In the data below, find every line with the string "simulation" and pull it out.

(PROVIDED RECORDS Opens)

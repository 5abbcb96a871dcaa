//! Per-tick kinematics: acceleration, friction, gravity, ground contact,
//! jumping and screen clamping. One tick is one unit of time.

use glam::Vec2;

use crate::geom::Rect;
use crate::input::{Controls, Direction};

/// The tunable physics constants. Units are pixels and ticks.
#[derive(Debug, Clone, Copy, PartialEq)]
pub struct PhysicsConfig {
    /// Added to vertical velocity every tick.
    pub gravity: f32,
    /// Vertical velocity set on jump (negative is up).
    pub jump_velocity: f32,
    /// Horizontal velocity change per tick while a direction is held.
    pub acceleration: f32,
    /// Horizontal velocity removed per tick with no direction held.
    pub friction: f32,
}

impl Default for PhysicsConfig {
    fn default() -> Self {
        Self {
            gravity: 0.5,
            jump_velocity: -10.0,
            acceleration: 0.1,
            friction: 0.1,
        }
    }
}

/// Static playfield: the screen box and the ground slab.
#[derive(Debug, Clone, Copy)]
pub struct Arena {
    pub screen: Vec2,
    pub ground: Rect,
}

impl Arena {
    pub fn new(screen: Vec2, ground_height: f32) -> Self {
        Self {
            screen,
            ground: Rect::new(0.0, screen.y - ground_height, screen.x, ground_height),
        }
    }
}

/// Moving state of the player.
#[derive(Debug, Clone, Copy)]
pub struct Body {
    pub pos: Vec2,
    pub vel: Vec2,
    pub facing_right: bool,
    pub grounded: bool,
}

impl Body {
    pub fn at_rest(pos: Vec2) -> Self {
        Self {
            pos,
            vel: Vec2::ZERO,
            facing_right: true,
            grounded: false,
        }
    }
}

/// What happened during a step, for logging.
#[derive(Debug, Clone, Copy, Default, PartialEq, Eq)]
pub struct StepOutcome {
    /// Grounded went from false to true.
    pub landed: bool,
    pub jumped: bool,
}

/// Advance `body` by one tick. `size` is the drawn frame size (w, h).
///
/// Order is fixed: horizontal, gravity, integrate, ground, jump, clamp.
/// The clamp runs last and wins over the ground snap.
pub fn step(
    body: &mut Body,
    controls: &Controls,
    size: Vec2,
    arena: &Arena,
    cfg: &PhysicsConfig,
) -> StepOutcome {
    let was_grounded = body.grounded;
    let mut outcome = StepOutcome::default();

    match controls.direction {
        Direction::Right => {
            body.vel.x += cfg.acceleration;
            body.facing_right = true;
        }
        Direction::Left => {
            body.vel.x -= cfg.acceleration;
            body.facing_right = false;
        }
        Direction::Still => apply_friction(&mut body.vel.x, cfg.friction),
    }

    body.vel.y += cfg.gravity;

    body.pos += body.vel;

    let ground_y = arena.ground.y;
    if body.pos.y + size.y >= ground_y {
        body.pos.y = ground_y - size.y;
        body.vel.y = 0.0;
        body.grounded = true;
        outcome.landed = !was_grounded;
    } else {
        body.grounded = false;
    }

    if body.grounded && controls.jump {
        body.vel.y = cfg.jump_velocity;
        body.grounded = false;
        outcome.jumped = true;
    }

    body.pos.x = body.pos.x.clamp(0.0, arena.screen.x - size.x);
    body.pos.y = body.pos.y.clamp(0.0, arena.screen.y - size.y);

    outcome
}

/// Pull `vx` toward zero by `friction`, snapping to 0 instead of crossing it.
fn apply_friction(vx: &mut f32, friction: f32) {
    if *vx > 0.0 {
        *vx -= friction;
        if *vx < 0.0 {
            *vx = 0.0;
        }
    } else if *vx < 0.0 {
        *vx += friction;
        if *vx > 0.0 {
            *vx = 0.0;
        }
    }
}

#[cfg(test)]
mod tests {
    use super::*;
    use crate::input::SpeedStep;

    const SCREEN: Vec2 = Vec2::new(1200.0, 800.0);
    const SIZE: Vec2 = Vec2::new(128.0, 128.0);

    fn arena() -> Arena {
        Arena::new(SCREEN, 50.0)
    }

    fn idle() -> Controls {
        Controls::default()
    }

    fn moving(direction: Direction) -> Controls {
        Controls {
            direction,
            ..Controls::default()
        }
    }

    fn jump() -> Controls {
        Controls {
            jump: true,
            ..Controls::default()
        }
    }

    #[test]
    fn ground_sits_at_bottom() {
        assert_eq!(arena().ground, Rect::new(0.0, 750.0, 1200.0, 50.0));
    }

    #[test]
    fn first_tick_from_start_position() {
        let mut body = Body::at_rest(Vec2::new(350.0, 280.0));
        let outcome = step(&mut body, &idle(), SIZE, &arena(), &PhysicsConfig::default());

        assert_eq!(body.vel.y, 0.5);
        assert_eq!(body.pos.y, 280.5);
        assert_eq!(body.pos.x, 350.0);
        assert!(!body.grounded);
        assert_eq!(outcome, StepOutcome::default());
    }

    #[test]
    fn falls_and_settles_on_ground() {
        let arena = arena();
        let mut body = Body::at_rest(Vec2::new(350.0, 280.0));
        let cfg = PhysicsConfig::default();

        let mut landings = 0;
        for _ in 0..200 {
            if step(&mut body, &idle(), SIZE, &arena, &cfg).landed {
                landings += 1;
            }
        }

        assert_eq!(landings, 1);
        assert!(body.grounded);
        assert_eq!(body.vel.y, 0.0);
        assert_eq!(body.pos.y, arena.ground.y - SIZE.y);
    }

    #[test]
    fn jump_only_from_ground() {
        let arena = arena();
        let cfg = PhysicsConfig::default();

        let mut airborne = Body::at_rest(Vec2::new(350.0, 280.0));
        let outcome = step(&mut airborne, &jump(), SIZE, &arena, &cfg);
        assert!(!outcome.jumped);
        assert_eq!(airborne.vel.y, 0.5);

        let mut body = Body::at_rest(Vec2::new(350.0, arena.ground.y - SIZE.y));
        body.grounded = true;
        let outcome = step(&mut body, &jump(), SIZE, &arena, &cfg);
        assert!(outcome.jumped);
        assert_eq!(body.vel.y, -10.0);
        assert!(!body.grounded);
        assert_eq!(body.pos.y, arena.ground.y - SIZE.y);

        // Next tick the body actually leaves the ground.
        step(&mut body, &idle(), SIZE, &arena, &cfg);
        assert_eq!(body.vel.y, -9.5);
        assert!(body.pos.y < arena.ground.y - SIZE.y);
        assert!(!body.grounded);
    }

    #[test]
    fn jump_lands_again() {
        let arena = arena();
        let cfg = PhysicsConfig::default();
        let mut body = Body::at_rest(Vec2::new(350.0, arena.ground.y - SIZE.y));
        body.grounded = true;

        step(&mut body, &jump(), SIZE, &arena, &cfg);
        let mut landed_after = None;
        for tick in 1..100 {
            if step(&mut body, &idle(), SIZE, &arena, &cfg).landed {
                landed_after = Some(tick);
                break;
            }
        }
        // -10 + 0.5t reaches the ground again after ~40 ticks.
        assert!(matches!(landed_after, Some(38..=42)), "{landed_after:?}");
        assert_eq!(body.pos.y, arena.ground.y - SIZE.y);
    }

    #[test]
    fn acceleration_has_no_cap_and_sets_facing() {
        let arena = arena();
        let cfg = PhysicsConfig::default();
        let mut body = Body::at_rest(Vec2::new(10.0, 100.0));

        for _ in 0..20 {
            step(&mut body, &moving(Direction::Left), SIZE, &arena, &cfg);
        }
        assert!(!body.facing_right);
        assert!((body.vel.x + 2.0).abs() < 1e-4);
        assert_eq!(body.pos.x, 0.0, "clamped at the left edge");

        for _ in 0..60 {
            step(&mut body, &moving(Direction::Right), SIZE, &arena, &cfg);
        }
        assert!(body.facing_right);
        assert!((body.vel.x - 4.0).abs() < 1e-4);
    }

    #[test]
    fn friction_stops_exactly_at_zero() {
        // Quarter-pixel steps are exact in binary floating point.
        let cfg = PhysicsConfig {
            acceleration: 0.25,
            friction: 0.25,
            ..PhysicsConfig::default()
        };
        let arena = arena();

        for held in [1u32, 3, 7, 12] {
            let mut body = Body::at_rest(Vec2::new(100.0, 100.0));
            for _ in 0..held {
                step(&mut body, &moving(Direction::Right), SIZE, &arena, &cfg);
            }
            let v = body.vel.x;
            let budget = (v / cfg.friction).ceil() as u32;

            for _ in 0..budget {
                step(&mut body, &idle(), SIZE, &arena, &cfg);
                assert!(body.vel.x >= 0.0);
            }
            assert_eq!(body.vel.x, 0.0, "held {held} ticks, v = {v}");
        }
    }

    #[test]
    fn friction_never_overshoots_with_default_constants() {
        let arena = arena();
        let cfg = PhysicsConfig::default();

        let mut body = Body::at_rest(Vec2::new(600.0, 100.0));
        for _ in 0..17 {
            step(&mut body, &moving(Direction::Left), SIZE, &arena, &cfg);
        }
        for _ in 0..30 {
            step(&mut body, &idle(), SIZE, &arena, &cfg);
            assert!(body.vel.x <= 0.0);
        }
        assert_eq!(body.vel.x, 0.0);
    }

    #[test]
    fn stays_inside_bounds_for_any_input() {
        let arena = arena();
        let cfg = PhysicsConfig::default();
        let mut body = Body::at_rest(Vec2::new(350.0, 280.0));

        // Deterministic pseudo-random input stream.
        let mut seed = 0x2545_f491_u32;
        for _ in 0..20_000 {
            seed ^= seed << 13;
            seed ^= seed >> 17;
            seed ^= seed << 5;
            let controls = Controls {
                direction: match seed % 5 {
                    0 | 1 => Direction::Right,
                    2 | 3 => Direction::Left,
                    _ => Direction::Still,
                },
                jump: seed % 7 == 0,
                speed: SpeedStep::Hold,
            };
            step(&mut body, &controls, SIZE, &arena, &cfg);

            assert!(body.pos.x >= 0.0 && body.pos.x <= SCREEN.x - SIZE.x);
            assert!(body.pos.y >= 0.0 && body.pos.y <= SCREEN.y - SIZE.y);
        }
    }

    #[test]
    fn clamp_overrides_ground_snap() {
        // Ground below the screen edge: the snap puts the body past the
        // bottom bound and the clamp pulls it back.
        let arena = Arena {
            screen: SCREEN,
            ground: Rect::new(0.0, 900.0, 1200.0, 50.0),
        };
        let mut body = Body::at_rest(Vec2::new(0.0, 780.0));
        step(&mut body, &idle(), SIZE, &arena, &PhysicsConfig::default());

        assert!(body.grounded);
        assert_eq!(body.pos.y, SCREEN.y - SIZE.y);
    }
}
use winit::event::ElementState;
use winit::keyboard::{KeyCode, PhysicalKey};

/// Keys the simulation reads. Anything else is ignored.
const TRACKED_KEYS: [KeyCode; 5] = [
    KeyCode::KeyA,
    KeyCode::KeyD,
    KeyCode::Space,
    KeyCode::ArrowLeft,
    KeyCode::ArrowRight,
];

/// Horizontal movement intent. `D` wins over `A` when both are held.
#[derive(Debug, Clone, Copy, Default, PartialEq, Eq)]
pub enum Direction {
    #[default]
    Still,
    Left,
    Right,
}

/// Playback speed adjustment requested this tick.
#[derive(Debug, Clone, Copy, Default, PartialEq, Eq)]
pub enum SpeedStep {
    #[default]
    Hold,
    Faster,
    Slower,
}

/// Player control inputs for a single tick.
#[derive(Debug, Clone, Copy, Default, PartialEq, Eq)]
pub struct Controls {
    /// Held movement keys.
    pub direction: Direction,
    /// Jump key went down since the previous tick.
    pub jump: bool,
    /// Arrow key went down since the previous tick.
    pub speed: SpeedStep,
}

/// Folds winit key events into held / just-pressed state.
///
/// A press stays visible until `end_tick`, so a key tapped between two
/// simulation ticks is still seen by exactly one of them.
#[derive(Debug, Default)]
pub struct Keyboard {
    held: [bool; TRACKED_KEYS.len()],
    pressed: [bool; TRACKED_KEYS.len()],
}

impl Keyboard {
    pub fn new() -> Self {
        Self::default()
    }

    /// Process a key event. OS auto-repeat never counts as a fresh press.
    pub fn process_key(&mut self, key: PhysicalKey, state: ElementState, repeat: bool) {
        let PhysicalKey::Code(code) = key else {
            return;
        };
        let Some(slot) = slot(code) else {
            return;
        };

        match state {
            ElementState::Pressed => {
                if !self.held[slot] && !repeat {
                    self.pressed[slot] = true;
                }
                self.held[slot] = true;
            }
            ElementState::Released => self.held[slot] = false,
        }
    }

    pub fn is_down(&self, code: KeyCode) -> bool {
        slot(code).is_some_and(|i| self.held[i])
    }

    pub fn is_pressed(&self, code: KeyCode) -> bool {
        slot(code).is_some_and(|i| self.pressed[i])
    }

    /// Snapshot the controls for the tick about to run.
    pub fn controls(&self) -> Controls {
        let direction = if self.is_down(KeyCode::KeyD) {
            Direction::Right
        } else if self.is_down(KeyCode::KeyA) {
            Direction::Left
        } else {
            Direction::Still
        };

        let speed = if self.is_pressed(KeyCode::ArrowRight) {
            SpeedStep::Faster
        } else if self.is_pressed(KeyCode::ArrowLeft) {
            SpeedStep::Slower
        } else {
            SpeedStep::Hold
        };

        Controls {
            direction,
            jump: self.is_pressed(KeyCode::Space),
            speed,
        }
    }

    /// Consume the just-pressed edges after a tick has seen them.
    pub fn end_tick(&mut self) {
        self.pressed = [false; TRACKED_KEYS.len()];
    }

    /// Drop all state (e.g., on focus loss, when releases never arrive).
    pub fn reset(&mut self) {
        *self = Self::default();
    }
}

fn slot(code: KeyCode) -> Option<usize> {
    TRACKED_KEYS.iter().position(|&k| k == code)
}

#[cfg(test)]
mod tests {
    use super::*;

    fn press(kb: &mut Keyboard, code: KeyCode) {
        kb.process_key(PhysicalKey::Code(code), ElementState::Pressed, false);
    }

    fn release(kb: &mut Keyboard, code: KeyCode) {
        kb.process_key(PhysicalKey::Code(code), ElementState::Released, false);
    }

    #[test]
    fn held_keys_map_to_direction() {
        let mut kb = Keyboard::new();
        assert_eq!(kb.controls().direction, Direction::Still);

        press(&mut kb, KeyCode::KeyA);
        assert_eq!(kb.controls().direction, Direction::Left);

        // D takes precedence while both are held.
        press(&mut kb, KeyCode::KeyD);
        assert_eq!(kb.controls().direction, Direction::Right);

        release(&mut kb, KeyCode::KeyD);
        assert_eq!(kb.controls().direction, Direction::Left);
    }

    #[test]
    fn jump_is_edge_triggered() {
        let mut kb = Keyboard::new();
        press(&mut kb, KeyCode::Space);
        assert!(kb.controls().jump);

        kb.end_tick();
        assert!(!kb.controls().jump, "holding space must not re-trigger");
        assert!(kb.is_down(KeyCode::Space));

        // Auto-repeat while held is not a new press.
        kb.process_key(PhysicalKey::Code(KeyCode::Space), ElementState::Pressed, true);
        assert!(!kb.controls().jump);

        release(&mut kb, KeyCode::Space);
        press(&mut kb, KeyCode::Space);
        assert!(kb.controls().jump);
    }

    #[test]
    fn tap_between_ticks_survives_until_consumed() {
        let mut kb = Keyboard::new();
        press(&mut kb, KeyCode::ArrowRight);
        release(&mut kb, KeyCode::ArrowRight);
        assert_eq!(kb.controls().speed, SpeedStep::Faster);
        kb.end_tick();
        assert_eq!(kb.controls().speed, SpeedStep::Hold);
    }

    #[test]
    fn right_arrow_wins_over_left() {
        let mut kb = Keyboard::new();
        press(&mut kb, KeyCode::ArrowLeft);
        assert_eq!(kb.controls().speed, SpeedStep::Slower);
        press(&mut kb, KeyCode::ArrowRight);
        assert_eq!(kb.controls().speed, SpeedStep::Faster);
    }

    #[test]
    fn untracked_keys_are_ignored() {
        let mut kb = Keyboard::new();
        press(&mut kb, KeyCode::KeyW);
        assert_eq!(kb.controls(), Controls::default());

        press(&mut kb, KeyCode::KeyD);
        kb.reset();
        assert!(!kb.is_down(KeyCode::KeyD));
    }
}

(PROVIDED RECORDS Closes)

=== SOLUTION FOR THIS PROBLEM ===
/// Keys the simulation reads. Anything else is ignored.
/// simulation ticks is still seen by exactly one of them.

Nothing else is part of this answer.